Task inputs ->

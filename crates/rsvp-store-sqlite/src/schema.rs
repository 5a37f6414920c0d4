//! SQL schema for the RSVP SQLite store.
//!
//! Executed once at connection startup. `PRAGMA user_version` records the
//! schema revision for future migrations.

/// Full schema DDL; idempotent thanks to `CREATE TABLE IF NOT EXISTS`.
pub const SCHEMA: &str = "
PRAGMA journal_mode = WAL;
PRAGMA foreign_keys = ON;

CREATE TABLE IF NOT EXISTS rsvp (
    id               INTEGER PRIMARY KEY AUTOINCREMENT,
    additional_notes TEXT NOT NULL DEFAULT '',
    created_at       TEXT NOT NULL DEFAULT (strftime('%Y-%m-%dT%H:%M:%fZ', 'now'))
);

CREATE TABLE IF NOT EXISTS attendee (
    id           INTEGER PRIMARY KEY AUTOINCREMENT,
    full_name    TEXT    NOT NULL CHECK (length(trim(full_name)) > 0),
    is_attending INTEGER NOT NULL CHECK (is_attending IN (0, 1)),
    rsvp_id      INTEGER NOT NULL REFERENCES rsvp(id),
    created_at   TEXT    NOT NULL DEFAULT (strftime('%Y-%m-%dT%H:%M:%fZ', 'now'))
);

CREATE INDEX IF NOT EXISTS attendee_rsvp_idx ON attendee(rsvp_id);

PRAGMA user_version = 1;
";
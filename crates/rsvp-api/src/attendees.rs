//! Handler for `GET /attendees`, the plain-text guest list.
//!
//! One block per RSVP, separated by a blank line:
//!
//! ```text
//! Note: Super excited!
//! Foo McBarson - Yes
//!
//! Note: None
//! Baz Batter - No
//! Blah Blahgerty - No
//! ```

use axum::{
  extract::State,
  http::header,
  response::IntoResponse,
};
use rsvp_core::{rsvp::GuestListEntry, store::RsvpStore};

use crate::{AppState, error::ApiError};

/// `GET /attendees`
pub async fn list<S>(
  State(state): State<AppState<S>>,
) -> Result<impl IntoResponse, ApiError>
where
  S: RsvpStore + 'static,
{
  let entries = state
    .store
    .guest_list()
    .await
    .map_err(ApiError::persistence)?;

  Ok((
    [(header::CONTENT_TYPE, "text/plain; charset=utf-8")],
    format_guest_list(&entries),
  ))
}

/// Render `entries` as text. Entries must already be ordered so that rows of
/// the same RSVP are adjacent; a new block starts whenever `rsvp_id` changes.
pub fn format_guest_list(entries: &[GuestListEntry]) -> String {
  let mut lines: Vec<String> = Vec::new();
  let mut current: Option<i64> = None;

  for entry in entries {
    if current != Some(entry.rsvp_id) {
      if current.is_some() {
        lines.push(String::new());
      }
      let note = match entry.additional_notes.trim() {
        "" => "None",
        _ => entry.additional_notes.as_str(),
      };
      lines.push(format!("Note: {note}"));
      current = Some(entry.rsvp_id);
    }

    let answer = if entry.is_attending { "Yes" } else { "No" };
    lines.push(format!("{} - {answer}", entry.full_name));
  }

  lines.join("\n")
}
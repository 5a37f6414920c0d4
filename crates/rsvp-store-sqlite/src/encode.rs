//! Decoding helpers between SQLite column text and domain types.
//!
//! Timestamps are written by SQLite itself as RFC 3339 UTC strings with
//! millisecond precision (`2024-06-01T17:30:00.123Z`).

use chrono::{DateTime, Utc};
use rsvp_core::rsvp::{Attendee, Rsvp};

use crate::{Error, Result};

pub fn decode_dt(s: &str) -> Result<DateTime<Utc>> {
  DateTime::parse_from_rfc3339(s)
    .map(|dt| dt.with_timezone(&Utc))
    .map_err(|e| Error::DateParse(format!("{s:?}: {e}")))
}

// ─── Raw rows ────────────────────────────────────────────────────────────────

/// An `rsvp` row exactly as read from SQLite.
pub struct RawRsvp {
  pub id:               i64,
  pub additional_notes: String,
  pub created_at:       String,
}

impl RawRsvp {
  pub fn from_row(row: &rusqlite::Row<'_>) -> rusqlite::Result<Self> {
    Ok(Self {
      id:               row.get(0)?,
      additional_notes: row.get(1)?,
      created_at:       row.get(2)?,
    })
  }

  pub fn into_rsvp(self) -> Result<Rsvp> {
    Ok(Rsvp {
      id:               self.id,
      additional_notes: self.additional_notes,
      created_at:       decode_dt(&self.created_at)?,
    })
  }
}

/// An `attendee` row exactly as read from SQLite.
pub struct RawAttendee {
  pub id:           i64,
  pub rsvp_id:      i64,
  pub full_name:    String,
  pub is_attending: bool,
  pub created_at:   String,
}

impl RawAttendee {
  pub fn from_row(row: &rusqlite::Row<'_>) -> rusqlite::Result<Self> {
    Ok(Self {
      id:           row.get(0)?,
      rsvp_id:      row.get(1)?,
      full_name:    row.get(2)?,
      is_attending: row.get(3)?,
      created_at:   row.get(4)?,
    })
  }

  pub fn into_attendee(self) -> Result<Attendee> {
    Ok(Attendee {
      id:           self.id,
      rsvp_id:      self.rsvp_id,
      full_name:    self.full_name,
      is_attending: self.is_attending,
      created_at:   decode_dt(&self.created_at)?,
    })
  }
}
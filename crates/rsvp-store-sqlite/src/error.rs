//! Error type for `rsvp-store-sqlite`.

use thiserror::Error;

#[derive(Debug, Error)]
pub enum Error {
  #[error("database error: {0}")]
  Database(#[from] tokio_rusqlite::Error),

  #[error("date/time parse error: {0}")]
  DateParse(String),

  /// Refused before any SQL runs; an RSVP always owns at least one attendee.
  #[error("an RSVP must have at least one attendee")]
  NoAttendees,
}

pub type Result<T, E = Error> = std::result::Result<T, E>;
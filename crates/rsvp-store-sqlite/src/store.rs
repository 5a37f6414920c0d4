//! The SQLite implementation of [`RsvpStore`].

use std::path::Path;

use rusqlite::OptionalExtension as _;

use rsvp_core::{
  rsvp::{Attendee, GuestListEntry, NewRsvp, Rsvp},
  store::RsvpStore,
};

use crate::{
  Error, Result,
  encode::{RawAttendee, RawRsvp},
  schema::SCHEMA,
};

// ─── Store ───────────────────────────────────────────────────────────────────

/// An RSVP store backed by a single SQLite file.
///
/// Cloning is cheap; the inner connection is reference-counted.
#[derive(Clone)]
pub struct SqliteStore {
  conn: tokio_rusqlite::Connection,
}

impl SqliteStore {
  /// Open (or create) a store at `path` and run schema initialisation.
  pub async fn open(path: impl AsRef<Path>) -> Result<Self> {
    let conn = tokio_rusqlite::Connection::open(path).await?;
    let store = Self { conn };
    store.init_schema().await?;
    Ok(store)
  }

  /// Open an in-memory store, used by the tests.
  pub async fn open_in_memory() -> Result<Self> {
    let conn = tokio_rusqlite::Connection::open_in_memory().await?;
    let store = Self { conn };
    store.init_schema().await?;
    Ok(store)
  }

  async fn init_schema(&self) -> Result<()> {
    self
      .conn
      .call(|conn| {
        conn.execute_batch(SCHEMA)?;
        Ok(())
      })
      .await?;
    Ok(())
  }

  // ── Read-back ─────────────────────────────────────────────────────────────

  /// Retrieve an RSVP by id. Returns `None` if not found.
  pub async fn get_rsvp(&self, id: i64) -> Result<Option<Rsvp>> {
    let raw: Option<RawRsvp> = self
      .conn
      .call(move |conn| {
        Ok(conn
          .query_row(
            "SELECT id, additional_notes, created_at FROM rsvp WHERE id = ?1",
            rusqlite::params![id],
            RawRsvp::from_row,
          )
          .optional()?)
      })
      .await?;

    raw.map(RawRsvp::into_rsvp).transpose()
  }

  /// All attendees of one RSVP, in insertion order.
  pub async fn attendees(&self, rsvp_id: i64) -> Result<Vec<Attendee>> {
    let raws: Vec<RawAttendee> = self
      .conn
      .call(move |conn| {
        let mut stmt = conn.prepare(
          "SELECT id, rsvp_id, full_name, is_attending, created_at
           FROM attendee
           WHERE rsvp_id = ?1
           ORDER BY id",
        )?;
        let rows = stmt
          .query_map(rusqlite::params![rsvp_id], RawAttendee::from_row)?
          .collect::<rusqlite::Result<Vec<_>>>()?;
        Ok(rows)
      })
      .await?;

    raws.into_iter().map(RawAttendee::into_attendee).collect()
  }
}

// ─── RsvpStore impl ──────────────────────────────────────────────────────────

impl RsvpStore for SqliteStore {
  type Error = Error;

  // ── Writes ────────────────────────────────────────────────────────────────

  async fn insert_rsvp(&self, rsvp: NewRsvp) -> Result<Rsvp> {
    if rsvp.attendees.is_empty() {
      return Err(Error::NoAttendees);
    }
    let attendee_count = rsvp.attendees.len();

    // One call, one transaction. Returning early on any error drops `tx`,
    // which rolls back both the rsvp row and any attendee rows already
    // inserted.
    let raw: RawRsvp = self
      .conn
      .call(move |conn| {
        let tx = conn.transaction()?;

        let raw = tx.query_row(
          "INSERT INTO rsvp (additional_notes) VALUES (?1)
           RETURNING id, additional_notes, created_at",
          rusqlite::params![rsvp.additional_notes],
          RawRsvp::from_row,
        )?;

        {
          let mut stmt = tx.prepare(
            "INSERT INTO attendee (full_name, is_attending, rsvp_id)
             VALUES (?1, ?2, ?3)",
          )?;
          for attendee in &rsvp.attendees {
            stmt.execute(rusqlite::params![
              attendee.full_name,
              attendee.is_attending,
              raw.id,
            ])?;
          }
        }

        tx.commit()?;
        Ok(raw)
      })
      .await?;

    tracing::debug!(rsvp_id = raw.id, attendee_count, "inserted rsvp");
    raw.into_rsvp()
  }

  // ── Reads ─────────────────────────────────────────────────────────────────

  async fn guest_list(&self) -> Result<Vec<GuestListEntry>> {
    let entries = self
      .conn
      .call(|conn| {
        let mut stmt = conn.prepare(
          "SELECT a.rsvp_id, r.additional_notes, a.full_name, a.is_attending
           FROM attendee a
           JOIN rsvp r ON r.id = a.rsvp_id
           ORDER BY r.created_at, r.id, a.full_name",
        )?;
        let rows = stmt
          .query_map([], |row| {
            Ok(GuestListEntry {
              rsvp_id:          row.get(0)?,
              additional_notes: row.get(1)?,
              full_name:        row.get(2)?,
              is_attending:     row.get(3)?,
            })
          })?
          .collect::<rusqlite::Result<Vec<_>>>()?;
        Ok(rows)
      })
      .await?;

    Ok(entries)
  }

  async fn health(&self) -> Result<()> {
    self
      .conn
      .call(|conn| {
        conn.query_row("SELECT 1", [], |row| row.get::<_, i64>(0))?;
        Ok(())
      })
      .await?;
    Ok(())
  }
}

Task statement -> The answer must be every line from the records above that contains the word "already", copied in full.

Response area ->
/// Render `entries` as text. Entries must already be ordered so that rows of
    // which rolls back both the rsvp row and any attendee rows already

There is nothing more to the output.